-- What you should do --
Scan the data for "BufferError" and copy each matching line.

-- Dataset --
▼
//! Small, independent coding exercises.
//!
//! Every module is self-contained and stateless apart from [`CustomSet`]:
//!
//! - [`acronym`]: initials of a phrase
//! - [`armstrong`]: narcissistic number check
//! - [`crypto_square`]: column-transposition cipher
//! - [`custom_set`]: a mathematical set
//! - [`darts`]: dartboard scoring
//! - [`difference_of_squares`]: `(Σn)² - Σn²`
//! - [`dnd_character`]: random ability scores
//! - [`eliuds_eggs`]: bit counting
//! - [`resistor_color`]: two-band resistor values
//! - [`two_fer`]: string templating
//!
//! # Example
//!
//! ```rust
//! use kata_exercises::{acronym, crypto_square, resistor_color};
//!
//! assert_eq!(acronym::generate("Portable Network Graphics"), "PNG");
//! assert_eq!(crypto_square::encrypt("Chill out."), "clu hlt io ");
//! assert_eq!(resistor_color::decoded_value(&["brown", "black"]).unwrap(), 10);
//! ```

pub mod acronym;
pub mod armstrong;
pub mod crypto_square;
pub mod custom_set;
pub mod darts;
pub mod difference_of_squares;
pub mod dnd_character;
pub mod eliuds_eggs;
mod error;
pub mod resistor_color;
pub mod two_fer;

pub use custom_set::CustomSet;
pub use dnd_character::{Character, Dice, OsDice};
pub use error::ExerciseError;
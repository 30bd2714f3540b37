//! Benchmarks for CircularBuffer.

use criterion::{black_box, criterion_group, criterion_main, BenchmarkId, Criterion};
use kata_buffer::CircularBuffer;

fn bench_write_read(c: &mut Criterion) {
    let mut group = c.benchmark_group("circular_buffer_write_read");

    for size in [16, 1024, 65536].iter() {
        group.bench_with_input(BenchmarkId::new("fill_drain", size), size, |b, &size| {
            let mut buf = CircularBuffer::<u64>::new(size).unwrap();
            b.iter(|| {
                for i in 0..size as u64 {
                    buf.write(i).unwrap();
                }
                while let Ok(v) = buf.read() {
                    black_box(v);
                }
            });
        });
    }

    group.finish();
}

fn bench_overwrite(c: &mut Criterion) {
    let mut group = c.benchmark_group("circular_buffer_overwrite");

    for size in [16, 1024, 65536].iter() {
        group.bench_with_input(BenchmarkId::new("steady_state", size), size, |b, &size| {
            let mut buf = CircularBuffer::<u64>::new(size).unwrap();
            for i in 0..size as u64 {
                buf.write(i).unwrap();
            }
            let mut next = 0u64;
            b.iter(|| {
                buf.overwrite(black_box(next));
                next = next.wrapping_add(1);
            });
        });
    }

    group.finish();
}

fn bench_clear(c: &mut Criterion) {
    let mut group = c.benchmark_group("circular_buffer_clear");

    for size in [16, 1024, 65536].iter() {
        group.bench_with_input(BenchmarkId::new("full", size), size, |b, &size| {
            let mut buf = CircularBuffer::<String>::new(size).unwrap();
            b.iter(|| {
                for i in 0..size {
                    buf.overwrite(i.to_string());
                }
                buf.clear();
                black_box(&buf);
            });
        });
    }

    group.finish();
}

criterion_group!(benches, bench_write_read, bench_overwrite, bench_clear);
criterion_main!(benches);
//! Fixed-capacity circular buffer.
//!
//! This crate provides [`CircularBuffer<T>`], a FIFO queue over a backing
//! slice whose size is fixed when the buffer is created. It never grows and
//! never allocates after construction.
//!
//! # Reading and Writing
//!
//! [`CircularBuffer::write`] refuses new elements once the buffer is full,
//! while [`CircularBuffer::overwrite`] makes room by evicting the oldest one.
//! [`CircularBuffer::read`] removes elements in the order they were written.
//!
//! ```
//! use kata_buffer::{BufferError, CircularBuffer};
//!
//! let mut buf = CircularBuffer::<i32>::new(2)?;
//! buf.write(1)?;
//! buf.write(2)?;
//! assert_eq!(buf.write(3), Err(BufferError::BufferFull));
//!
//! buf.overwrite(3);  // Evicts 1
//! assert_eq!(buf.to_vec(), vec![2, 3]);
//! # Ok::<(), BufferError>(())
//! ```
//!
//! # Errors
//!
//! All failures are reported through [`BufferError`]:
//!
//! - `InvalidCapacity`: the buffer was created with capacity 0
//! - `EmptyBuffer`: `read` found nothing to return
//! - `BufferFull`: `write` found no free slot
//!
//! `overwrite` and `clear` never fail.
//!
//! # Thread Safety
//!
//! The buffer does no internal locking. It is `Send`/`Sync` whenever `T`
//! is, so callers that share it put it behind a `Mutex`.

mod circular_buffer;
mod error;

pub use circular_buffer::{CircularBuffer, Iter};
pub use error::BufferError;

#[cfg(test)]
mod tests {
    use super::*;

    #[test]
    fn test_buffer_is_send_sync() {
        fn assert_send_sync<T: Send + Sync>() {}
        assert_send_sync::<CircularBuffer<i32>>();
        assert_send_sync::<CircularBuffer<String>>();
    }

    #[test]
    fn test_buffer_shared_behind_mutex() {
        use std::sync::{Arc, Mutex};
        use std::thread;

        let buf = Arc::new(Mutex::new(CircularBuffer::new(64).unwrap()));
        let producers: Vec<_> = (0..4)
            .map(|p| {
                let buf = Arc::clone(&buf);
                thread::spawn(move || {
                    for i in 0..16 {
                        buf.lock().unwrap().write(p * 100 + i).unwrap();
                    }
                })
            })
            .collect();

        for producer in producers {
            producer.join().unwrap();
        }

        let buf = buf.lock().unwrap();
        assert!(buf.is_full());
        assert_eq!(buf.len(), 64);
    }
}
▲
-- Solution for this task --
//! use kata_buffer::{BufferError, CircularBuffer};
//! assert_eq!(buf.write(3), Err(BufferError::BufferFull));
//! # Ok::<(), BufferError>(())
//! All failures are reported through [`BufferError`]:
pub use error::BufferError;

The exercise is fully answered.